_Task description:_
Could you repeat the records below exactly as written?

_The input:_
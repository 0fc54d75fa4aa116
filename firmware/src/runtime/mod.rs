use cortex_m::register::primask;
use critical_section::{self, RawRestoreState};
use defmt_rtt as _;
use embassy_executor::{InterruptExecutor, Spawner};
use embassy_stm32 as hal;
use embassy_stm32::exti::ExtiInput;
use embassy_stm32::gpio::{Input, Level, Output, Pull, Speed};
use embassy_stm32::interrupt;
use embassy_stm32::interrupt::{InterruptExt, Priority};
use embassy_time::Timer;
use indicator_core::capture::SampleCell;
use indicator_core::safe_mode::BootMode;

use crate::config::{INDICATOR_CONFIG, OVERRIDE_SETTLE_US};
use crate::hw::led::RgbLed;
use crate::hw::watchdog::WatchdogPin;
use crate::telemetry::log_boot_mode;

mod capture_task;
mod control_task;
mod safe_task;

critical_section::set_impl!(InterruptCriticalSection);

struct InterruptCriticalSection;

unsafe impl critical_section::Impl for InterruptCriticalSection {
    unsafe fn acquire() -> RawRestoreState {
        let primask = primask::read();
        cortex_m::interrupt::disable();
        primask.is_active()
    }

    unsafe fn release(restore_state: RawRestoreState) {
        if restore_state {
            unsafe {
                cortex_m::interrupt::enable();
            }
        }
    }
}

/// Latest accepted RC pulse, written by the capture task only.
pub(super) static SAMPLES: SampleCell = SampleCell::new();

/// Capture runs above thread mode, on the otherwise unused USART3..6 vector.
static CAPTURE_EXECUTOR: InterruptExecutor = InterruptExecutor::new();

#[interrupt]
unsafe fn USART3_4_5_6_LPUART1() {
    unsafe { CAPTURE_EXECUTOR.on_interrupt() }
}

#[embassy_executor::main]
pub async fn main(spawner: Spawner) {
    let config = hal::Config::default();
    let hal::Peripherals {
        PA8,
        EXTI8,
        PB3,
        PB4,
        PB5,
        PB6,
        PB7,
        ..
    } = hal::init(config);

    // Sampled once, before the RC line or its interrupt is touched.
    let boot_mode = {
        let safe_override = Input::new(PB6, Pull::Up);
        Timer::after_micros(OVERRIDE_SETTLE_US).await;
        BootMode::from_override(safe_override.is_low())
    };
    log_boot_mode(boot_mode);

    let indicator = INDICATOR_CONFIG;
    let dark = RgbLed::dark_level(indicator.polarity);
    let led = RgbLed::new(
        Output::new(PB3, dark, RgbLed::SPEED),
        Output::new(PB4, dark, RgbLed::SPEED),
        Output::new(PB5, dark, RgbLed::SPEED),
        indicator.polarity,
    );
    let watchdog = WatchdogPin::new(Output::new(PB7, Level::Low, Speed::Low));

    match boot_mode {
        BootMode::Safe => {
            spawner
                .spawn(safe_task::run(led, watchdog, indicator))
                .expect("failed to spawn safe-mode task");
        }
        BootMode::Normal => {
            let rc_input = ExtiInput::new(PA8, EXTI8, Pull::Down);
            interrupt::USART3_4_5_6_LPUART1.set_priority(Priority::P1);
            let capture_spawner = CAPTURE_EXECUTOR.start(interrupt::USART3_4_5_6_LPUART1);
            capture_spawner
                .spawn(capture_task::run(rc_input, indicator.signal.band))
                .expect("failed to spawn RC capture task");
            spawner
                .spawn(control_task::run(led, watchdog, indicator))
                .expect("failed to spawn control task");
        }
    }

    core::future::pending::<()>().await;
}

_Task answer:_
repository 0fc54d75fa4aa116
filename firmware/src/runtime/mod.rs
use cortex_m::register::primask;
use critical_section::{self, RawRestoreState};
use defmt_rtt as _;
use embassy_executor::{InterruptExecutor, Spawner};
use embassy_stm32 as hal;
use embassy_stm32::exti::ExtiInput;
use embassy_stm32::gpio::{Input, Level, Output, Pull, Speed};
use embassy_stm32::interrupt;
use embassy_stm32::interrupt::{InterruptExt, Priority};
use embassy_time::Timer;
use indicator_core::capture::SampleCell;
use indicator_core::safe_mode::BootMode;

use crate::config::{INDICATOR_CONFIG, OVERRIDE_SETTLE_US};
use crate::hw::led::RgbLed;
use crate::hw::watchdog::WatchdogPin;
use crate::telemetry::log_boot_mode;

mod capture_task;
mod control_task;
mod safe_task;

critical_section::set_impl!(InterruptCriticalSection);

struct InterruptCriticalSection;

unsafe impl critical_section::Impl for InterruptCriticalSection {
    unsafe fn acquire() -> RawRestoreState {
        let primask = primask::read();
        cortex_m::interrupt::disable();
        primask.is_active()
    }

    unsafe fn release(restore_state: RawRestoreState) {
        if restore_state {
            unsafe {
                cortex_m::interrupt::enable();
            }
        }
    }
}

/// Latest accepted RC pulse, written by the capture task only.
pub(super) static SAMPLES: SampleCell = SampleCell::new();

/// Capture runs above thread mode, on the otherwise unused USART3..6 vector.
static CAPTURE_EXECUTOR: InterruptExecutor = InterruptExecutor::new();

#[interrupt]
unsafe fn USART3_4_5_6_LPUART1() {
    unsafe { CAPTURE_EXECUTOR.on_interrupt() }
}

#[embassy_executor::main]
pub async fn main(spawner: Spawner) {
    let config = hal::Config::default();
    let hal::Peripherals {
        PA8,
        EXTI8,
        PB3,
        PB4,
        PB5,
        PB6,
        PB7,
        ..
    } = hal::init(config);

    // Sampled once, before the RC line or its interrupt is touched.
    let boot_mode = {
        let safe_override = Input::new(PB6, Pull::Up);
        Timer::after_micros(OVERRIDE_SETTLE_US).await;
        BootMode::from_override(safe_override.is_low())
    };
    log_boot_mode(boot_mode);

    let indicator = INDICATOR_CONFIG;
    let dark = RgbLed::dark_level(indicator.polarity);
    let led = RgbLed::new(
        Output::new(PB3, dark, RgbLed::SPEED),
        Output::new(PB4, dark, RgbLed::SPEED),
        Output::new(PB5, dark, RgbLed::SPEED),
        indicator.polarity,
    );
    let watchdog = WatchdogPin::new(Output::new(PB7, Level::Low, Speed::Low));

    match boot_mode {
        BootMode::Safe => {
            spawner
                .spawn(safe_task::run(led, watchdog, indicator))
                .expect("failed to spawn safe-mode task");
        }
        BootMode::Normal => {
            let rc_input = ExtiInput::new(PA8, EXTI8, Pull::Down);
            interrupt::USART3_4_5_6_LPUART1.set_priority(Priority::P1);
            let capture_spawner = CAPTURE_EXECUTOR.start(interrupt::USART3_4_5_6_LPUART1);
            capture_spawner
                .spawn(capture_task::run(rc_input, indicator.signal.band))
                .expect("failed to spawn RC capture task");
            spawner
                .spawn(control_task::run(led, watchdog, indicator))
                .expect("failed to spawn control task");
        }
    }

    core::future::pending::<()>().await;
}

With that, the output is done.